## Saved data entries

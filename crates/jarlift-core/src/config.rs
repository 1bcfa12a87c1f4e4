use anyhow::Context;
use serde::{Deserialize, Serialize};

use crate::{DeployError, ExitStatusPolicy};

const DEFAULT_QUERY: &str = "
    SELECT
        students.name,
        students.age,
        classes.name AS class_name,
        grades.grade
    FROM students
    JOIN grades ON students.id = grades.student_id
    JOIN classes ON grades.class_id = classes.id
    ";

const REDACTED: &str = "********";

#[derive(Debug, Clone, Default, PartialEq, Eq, Serialize, Deserialize)]
#[serde(default)]
pub struct DeployConfig {
    pub remote: RemoteConfig,
    pub app: AppConfig,
    pub report: ReportConfig,
    pub notify: NotifyConfig,
}

#[derive(Debug, Clone, PartialEq, Eq, Serialize, Deserialize)]
#[serde(default)]
pub struct RemoteConfig {
    pub host: String,
    pub port: u16,
    pub username: String,
    #[serde(skip_serializing_if = "Option::is_none")]
    pub password: Option<String>,
}

#[derive(Debug, Clone, PartialEq, Eq, Serialize, Deserialize)]
#[serde(default)]
pub struct AppConfig {
    pub workdir: String,
    pub exec: String,
    pub jar_name: String,
    pub expected_version: String,
    pub backup_label: String,
    pub exit_status: ExitStatusPolicy,
    pub rollback_on_failure: bool,
}

#[derive(Debug, Clone, PartialEq, Eq, Serialize, Deserialize)]
#[serde(default)]
pub struct ReportConfig {
    pub query: String,
}

#[derive(Debug, Clone, Default, PartialEq, Eq, Serialize, Deserialize)]
#[serde(default)]
pub struct NotifyConfig {
    #[serde(skip_serializing_if = "Option::is_none")]
    pub webhook_url: Option<String>,
}

impl Default for RemoteConfig {
    fn default() -> Self {
        Self {
            host: "localhost".to_string(),
            port: 2222,
            username: "root".to_string(),
            password: None,
        }
    }
}

impl Default for AppConfig {
    fn default() -> Self {
        Self {
            workdir: "/opt/local/apps".to_string(),
            exec: "java -jar sql.jar".to_string(),
            jar_name: "sql.jar".to_string(),
            expected_version: "App version: 1.1".to_string(),
            backup_label: "1.0".to_string(),
            exit_status: ExitStatusPolicy::Ignore,
            rollback_on_failure: false,
        }
    }
}

impl Default for ReportConfig {
    fn default() -> Self {
        Self {
            query: DEFAULT_QUERY.to_string(),
        }
    }
}

impl DeployConfig {
    pub fn from_toml_str(input: &str) -> anyhow::Result<Self> {
        let config: Self = toml::from_str(input).context("failed to parse jarlift config")?;
        config.validate()?;
        Ok(config)
    }

    pub fn validate(&self) -> Result<(), DeployError> {
        if self.remote.host.trim().is_empty() {
            return Err(invalid("remote.host must not be empty"));
        }
        if self.remote.port == 0 {
            return Err(invalid("remote.port must not be 0"));
        }
        if self.remote.username.trim().is_empty() {
            return Err(invalid("remote.username must not be empty"));
        }

        let app = &self.app;
        if !app.workdir.starts_with('/') {
            return Err(invalid(format!(
                "app.workdir must be an absolute path: '{}'",
                app.workdir
            )));
        }
        if app.exec.trim().is_empty() {
            return Err(invalid("app.exec must not be empty"));
        }
        if app.jar_name.contains('/') || !app.jar_name.ends_with(".jar") || app.jar_name == ".jar"
        {
            return Err(invalid(format!(
                "app.jar_name must be a bare '<name>.jar' file name: '{}'",
                app.jar_name
            )));
        }
        if app.expected_version.trim().is_empty() {
            return Err(invalid("app.expected_version must not be empty"));
        }
        if app.backup_label.trim().is_empty() || app.backup_label.contains('/') {
            return Err(invalid(format!(
                "app.backup_label must be a non-empty path segment: '{}'",
                app.backup_label
            )));
        }

        if self.report.query.trim().is_empty() {
            return Err(invalid("report.query must not be empty"));
        }
        if self.report.query.contains('\'') {
            return Err(invalid(
                "report.query must not contain single quotes: it is passed inside '...'",
            ));
        }

        if let Some(url) = &self.notify.webhook_url {
            if !(url.starts_with("https://") || url.starts_with("http://")) {
                return Err(invalid(format!(
                    "notify.webhook_url must be an http(s) URL: '{url}'"
                )));
            }
        }

        Ok(())
    }

    /// Copy safe to print: the password, when set, is masked.
    pub fn redacted(&self) -> Self {
        let mut copy = self.clone();
        if copy.remote.password.is_some() {
            copy.remote.password = Some(REDACTED.to_string());
        }
        copy
    }

    pub fn to_toml_string(&self) -> anyhow::Result<String> {
        toml::to_string_pretty(self).context("failed to serialize jarlift config")
    }
}

fn invalid(reason: impl Into<String>) -> DeployError {
    DeployError::Config(reason.into())
}
use jarlift_core::{
    run_remote, AppConfig, AppLayout, DeployError, ExitStatusPolicy, RemoteExecutor,
    RollbackStatus,
};
use tracing::{debug, info, warn};

use crate::{UpdateOutcome, UpdateState, UpdateStatus, UpdateStep};

/// Check, conditionally update, re-check.
///
/// Without `rollback_on_failure` a failed step or a failed re-check leaves the
/// remote application in whatever state the last command produced: the backup
/// may exist and the live jar may already be replaced.
#[derive(Debug, Clone)]
pub struct UpdateSequencer {
    layout: AppLayout,
    expected_version: String,
    policy: ExitStatusPolicy,
    rollback_on_failure: bool,
}

impl UpdateSequencer {
    pub fn new(app: &AppConfig) -> Self {
        Self {
            layout: AppLayout::new(app),
            expected_version: app.expected_version.clone(),
            policy: app.exit_status,
            rollback_on_failure: app.rollback_on_failure,
        }
    }

    pub fn expected_version(&self) -> &str {
        &self.expected_version
    }

    /// Installed version as reported by the application, whitespace-trimmed.
    pub fn read_version(&self, executor: &mut dyn RemoteExecutor) -> Result<String, DeployError> {
        let raw = run_remote(executor, &self.layout.version_command(), self.policy)?;
        Ok(raw.trim().to_string())
    }

    /// True when the installed version equals the expected string exactly.
    pub fn get_version(&self, executor: &mut dyn RemoteExecutor) -> Result<bool, DeployError> {
        Ok(self.read_version(executor)? == self.expected_version)
    }

    pub fn step_command(&self, step: UpdateStep) -> String {
        match step {
            UpdateStep::Backup => self.layout.backup_command(),
            UpdateStep::Decompress => self.layout.decompress_command(),
            UpdateStep::Install => self.layout.install_command(),
        }
    }

    /// Backup, decompress, install. Stops at the first failing step.
    pub fn update(&self, executor: &mut dyn RemoteExecutor) -> Result<(), DeployError> {
        self.apply_steps(executor).map_err(|(_, err)| err)
    }

    pub fn run(&self, executor: &mut dyn RemoteExecutor) -> Result<UpdateOutcome, DeployError> {
        let mut states = Vec::new();
        enter(&mut states, UpdateState::Checking);
        let current = self.read_version(executor)?;
        if current == self.expected_version {
            info!(version = %current, "installed version is current");
            enter(&mut states, UpdateState::Done);
            return Ok(self.outcome(UpdateStatus::AlreadyCurrent, states));
        }

        info!(
            observed = %current,
            expected = %self.expected_version,
            "installed version is out of date, updating"
        );
        enter(&mut states, UpdateState::Updating);
        if let Err((step, err)) = self.apply_steps(executor) {
            if !self.rollback_on_failure || step == UpdateStep::Backup {
                return Err(err);
            }
            let rollback = self.restore(executor);
            return Err(DeployError::UpdateAborted {
                source: Box::new(err),
                rollback,
            });
        }

        enter(&mut states, UpdateState::Verifying);
        let observed = self.read_version(executor)?;
        if observed == self.expected_version {
            info!(version = %observed, "update verified");
            enter(&mut states, UpdateState::Done);
            return Ok(self.outcome(UpdateStatus::Updated, states));
        }

        warn!(
            observed = %observed,
            expected = %self.expected_version,
            "update failed verification"
        );
        let rollback = if self.rollback_on_failure {
            self.restore(executor)
        } else {
            RollbackStatus::NotAttempted
        };
        enter(&mut states, UpdateState::Failed);
        Ok(self.outcome(
            UpdateStatus::VerificationFailed { observed, rollback },
            states,
        ))
    }

    fn apply_steps(
        &self,
        executor: &mut dyn RemoteExecutor,
    ) -> Result<(), (UpdateStep, DeployError)> {
        for step in UpdateStep::ORDER {
            info!(step = step.as_str(), "update step");
            run_remote(executor, &self.step_command(step), self.policy)
                .map_err(|err| (step, err))?;
        }
        Ok(())
    }

    fn restore(&self, executor: &mut dyn RemoteExecutor) -> RollbackStatus {
        let backup = self.layout.backup_jar_path();
        match run_remote(executor, &self.layout.restore_command(), self.policy) {
            Ok(_) => {
                info!(backup = %backup, "restored previous jar");
                RollbackStatus::Restored
            }
            Err(err) => {
                warn!(backup = %backup, error = %err, "rollback failed");
                RollbackStatus::Failed(err.to_string())
            }
        }
    }

    fn outcome(&self, status: UpdateStatus, states: Vec<UpdateState>) -> UpdateOutcome {
        UpdateOutcome {
            status,
            states,
            expected_version: self.expected_version.clone(),
        }
    }
}

fn enter(states: &mut Vec<UpdateState>, state: UpdateState) {
    debug!(state = state.as_str(), "update state");
    states.push(state);
}
use std::io;
use std::time::Instant;

use anyhow::{Context, Result};
use jarlift_core::DeployConfig;
use tracing::info;

use crate::completion::write_completions_script;
use crate::flows::{check_phase, report_phase, timed, update_phase, with_session};
use crate::notify::notify_failure_best_effort;
use crate::render::{format_elapsed, TerminalRenderer};
use crate::settings::{load_config, require_password, ConfigOverrides, PASSWORD_ENV};
use crate::{Cli, Commands};

pub(crate) fn run_cli(cli: Cli, renderer: TerminalRenderer) -> Result<()> {
    let command = cli.command.unwrap_or(Commands::Run);
    if let Commands::Completions { shell } = command {
        return write_completions_script(shell, &mut io::stdout());
    }

    let cwd = std::env::current_dir().context("failed to resolve current directory")?;
    let overrides = ConfigOverrides {
        host: cli.host,
        port: cli.port,
        user: cli.user,
    };
    let config = load_config(
        cli.config.as_deref(),
        &cwd,
        &overrides,
        std::env::var(PASSWORD_ENV).ok(),
    )?;

    match command {
        Commands::Config => {
            print!("{}", config.redacted().to_toml_string()?);
            Ok(())
        }
        Commands::Check => {
            require_password(&config)?;
            with_session(&config, renderer, |executor| {
                check_phase(&config, executor, renderer)
            })
        }
        Commands::Update | Commands::Report | Commands::Run => {
            let operation = command.operation_name();
            let result = run_remote_operation(&config, command, renderer);
            if let Err(err) = &result {
                notify_failure_best_effort(&config.notify, operation, err, renderer);
            }
            result
        }
        Commands::Completions { .. } => Ok(()),
    }
}

fn run_remote_operation(
    config: &DeployConfig,
    command: Commands,
    renderer: TerminalRenderer,
) -> Result<()> {
    require_password(config)?;
    let started_at = Instant::now();
    info!(operation = command.operation_name(), host = %config.remote.host, "starting");

    with_session(config, renderer, |executor| {
        if matches!(command, Commands::Update | Commands::Run) {
            timed(renderer, "update", || update_phase(config, executor, renderer))?;
        }
        if matches!(command, Commands::Report | Commands::Run) {
            timed(renderer, "report", || report_phase(config, executor, renderer))?;
        }
        Ok(())
    })?;

    renderer.print_status(
        "ok",
        &format!("finished in {}", format_elapsed(started_at.elapsed())),
    );
    Ok(())
}
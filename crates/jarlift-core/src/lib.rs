mod config;
mod error;
mod exec;
mod layout;

pub use config::{AppConfig, DeployConfig, NotifyConfig, RemoteConfig, ReportConfig};
pub use error::{DeployError, RollbackStatus};
pub use exec::{run_remote, CommandOutput, ExitStatusPolicy, RemoteExecutor};
pub use layout::AppLayout;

## Action item
Find the lines in the data that include "when", then copy each of them.

## Answer space
    /// Copy safe to print: the password, when set, is masked.
    /// True when the installed version equals the expected string exactly.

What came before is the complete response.